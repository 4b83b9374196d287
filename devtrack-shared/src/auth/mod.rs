/// Identity, token and authorization core
///
/// # Modules
///
/// - [`token`]: Signed access/refresh session tokens with a rotating key ring
/// - [`password`]: Argon2id password hashing and strength rules
/// - [`credentials`]: Username/password authentication and registration
/// - [`federation`]: Stateless federated login through Google and GitHub
/// - [`context`]: Per-request principal and security context extractors
/// - [`middleware`]: Global bearer-token authentication middleware
/// - [`policy`]: Permission table and resource-scoped access predicates
///
/// # Request Flow
///
/// ```text
/// request -> middleware::authenticate -> route guard (policy) -> handler
/// ```
///
/// # Example
///
/// ```no_run
/// use devtrack_shared::auth::password::{hash_password, verify_password};
/// use devtrack_shared::auth::token::{TokenService, TokenSettings};
///
/// # fn example() -> Result<(), Box<dyn std::error::Error>> {
/// let hash = hash_password("user_password")?;
/// assert!(verify_password("user_password", &hash)?);
///
/// let tokens = TokenService::new(TokenSettings::new(
///     "k1",
///     "an-example-secret-that-is-32-bytes-or-more",
/// ))?;
/// let pair = tokens.issue_pair("alice")?;
/// assert_eq!(tokens.verify_access(&pair.access_token)?.subject(), "alice");
/// # Ok(())
/// # }
/// ```

pub mod context;
pub mod credentials;
pub mod federation;
pub mod middleware;
pub mod password;
pub mod policy;
pub mod token;
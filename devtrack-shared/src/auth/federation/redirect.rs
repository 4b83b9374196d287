/// Post-login redirect allow-list
///
/// A candidate target is allowed when its scheme, host, port and path all
/// equal those of some configured entry. Host comparison is case-insensitive
/// (the `url` crate lower-cases hosts of special schemes while parsing); the
/// path must match exactly. Query strings on the candidate are kept. Targets
/// carrying userinfo or a fragment are refused.

use url::Url;

/// Error type for allow-list checks
#[derive(Debug, Clone, PartialEq, Eq, thiserror::Error)]
pub enum RedirectError {
    /// Target does not match any entry
    #[error("Redirect target is not allowed")]
    NotAllowed,

    /// No target given and no default configured
    #[error("No redirect targets are configured")]
    Empty,
}

/// Configured redirect destinations
#[derive(Debug, Clone, Default)]
pub struct RedirectAllowList {
    targets: Vec<Url>,
}

impl RedirectAllowList {
    /// Parses the configured targets, in priority order
    pub fn new<I, S>(targets: I) -> Result<Self, url::ParseError>
    where
        I: IntoIterator<Item = S>,
        S: AsRef<str>,
    {
        let targets = targets
            .into_iter()
            .map(|raw| Url::parse(raw.as_ref().trim()))
            .collect::<Result<Vec<_>, _>>()?;
        Ok(Self { targets })
    }

    pub fn is_empty(&self) -> bool {
        self.targets.is_empty()
    }

    pub fn targets(&self) -> &[Url] {
        &self.targets
    }

    /// Whether a parsed URL matches an entry
    pub fn is_allowed(&self, candidate: &Url) -> bool {
        if !candidate.username().is_empty()
            || candidate.password().is_some()
            || candidate.fragment().is_some()
        {
            return false;
        }

        self.targets.iter().any(|allowed| {
            allowed.scheme() == candidate.scheme()
                && host_eq(allowed, candidate)
                && allowed.port_or_known_default() == candidate.port_or_known_default()
                && allowed.path() == candidate.path()
        })
    }

    /// Resolves the requested target
    ///
    /// `None` resolves to the first configured entry.
    pub fn validate(&self, requested: Option<&str>) -> Result<Url, RedirectError> {
        let Some(raw) = requested.map(str::trim).filter(|s| !s.is_empty()) else {
            return self.targets.first().cloned().ok_or(RedirectError::Empty);
        };

        let candidate = Url::parse(raw).map_err(|_| RedirectError::NotAllowed)?;
        if self.is_allowed(&candidate) {
            Ok(candidate)
        } else {
            Err(RedirectError::NotAllowed)
        }
    }
}

fn host_eq(a: &Url, b: &Url) -> bool {
    match (a.host_str(), b.host_str()) {
        (Some(x), Some(y)) => x.eq_ignore_ascii_case(y),
        (None, None) => true,
        _ => false,
    }
}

┄┄┄┄┄┄┄┄┄┄

Write out the material above exactly and in full.

repository 4b83b9374196d287
filename devtrack-shared/src/auth/mod.rs
/// Identity, token and authorization core
///
/// # Modules
///
/// - [`token`]: Signed access/refresh session tokens with a rotating key ring
/// - [`password`]: Argon2id password hashing and strength rules
/// - [`credentials`]: Username/password authentication and registration
/// - [`federation`]: Stateless federated login through Google and GitHub
/// - [`context`]: Per-request principal and security context extractors
/// - [`middleware`]: Global bearer-token authentication middleware
/// - [`policy`]: Permission table and resource-scoped access predicates
///
/// # Request Flow
///
/// ```text
/// request -> middleware::authenticate -> route guard (policy) -> handler
/// ```
///
/// # Example
///
/// ```no_run
/// use devtrack_shared::auth::password::{hash_password, verify_password};
/// use devtrack_shared::auth::token::{TokenService, TokenSettings};
///
/// # fn example() -> Result<(), Box<dyn std::error::Error>> {
/// let hash = hash_password("user_password")?;
/// assert!(verify_password("user_password", &hash)?);
///
/// let tokens = TokenService::new(TokenSettings::new(
///     "k1",
///     "an-example-secret-that-is-32-bytes-or-more",
/// ))?;
/// let pair = tokens.issue_pair("alice")?;
/// assert_eq!(tokens.verify_access(&pair.access_token)?.subject(), "alice");
/// # Ok(())
/// # }
/// ```

pub mod context;
pub mod credentials;
pub mod federation;
pub mod middleware;
pub mod password;
pub mod policy;
pub mod token;
filename devtrack-shared/src/auth/federation/redirect.rs
repository 4b83b9374196d287
/// Post-login redirect allow-list
///
/// A candidate target is allowed when its scheme, host, port and path all
/// equal those of some configured entry. Host comparison is case-insensitive
/// (the `url` crate lower-cases hosts of special schemes while parsing); the
/// path must match exactly. Query strings on the candidate are kept. Targets
/// carrying userinfo or a fragment are refused.

use url::Url;

/// Error type for allow-list checks
#[derive(Debug, Clone, PartialEq, Eq, thiserror::Error)]
pub enum RedirectError {
    /// Target does not match any entry
    #[error("Redirect target is not allowed")]
    NotAllowed,

    /// No target given and no default configured
    #[error("No redirect targets are configured")]
    Empty,
}

/// Configured redirect destinations
#[derive(Debug, Clone, Default)]
pub struct RedirectAllowList {
    targets: Vec<Url>,
}

impl RedirectAllowList {
    /// Parses the configured targets, in priority order
    pub fn new<I, S>(targets: I) -> Result<Self, url::ParseError>
    where
        I: IntoIterator<Item = S>,
        S: AsRef<str>,
    {
        let targets = targets
            .into_iter()
            .map(|raw| Url::parse(raw.as_ref().trim()))
            .collect::<Result<Vec<_>, _>>()?;
        Ok(Self { targets })
    }

    pub fn is_empty(&self) -> bool {
        self.targets.is_empty()
    }

    pub fn targets(&self) -> &[Url] {
        &self.targets
    }

    /// Whether a parsed URL matches an entry
    pub fn is_allowed(&self, candidate: &Url) -> bool {
        if !candidate.username().is_empty()
            || candidate.password().is_some()
            || candidate.fragment().is_some()
        {
            return false;
        }

        self.targets.iter().any(|allowed| {
            allowed.scheme() == candidate.scheme()
                && host_eq(allowed, candidate)
                && allowed.port_or_known_default() == candidate.port_or_known_default()
                && allowed.path() == candidate.path()
        })
    }

    /// Resolves the requested target
    ///
    /// `None` resolves to the first configured entry.
    pub fn validate(&self, requested: Option<&str>) -> Result<Url, RedirectError> {
        let Some(raw) = requested.map(str::trim).filter(|s| !s.is_empty()) else {
            return self.targets.first().cloned().ok_or(RedirectError::Empty);
        };

        let candidate = Url::parse(raw).map_err(|_| RedirectError::NotAllowed)?;
        if self.is_allowed(&candidate) {
            Ok(candidate)
        } else {
            Err(RedirectError::NotAllowed)
        }
    }
}

fn host_eq(a: &Url, b: &Url) -> bool {
    match (a.host_str(), b.host_str()) {
        (Some(x), Some(y)) => x.eq_ignore_ascii_case(y),
        (None, None) => true,
        _ => false,
    }
}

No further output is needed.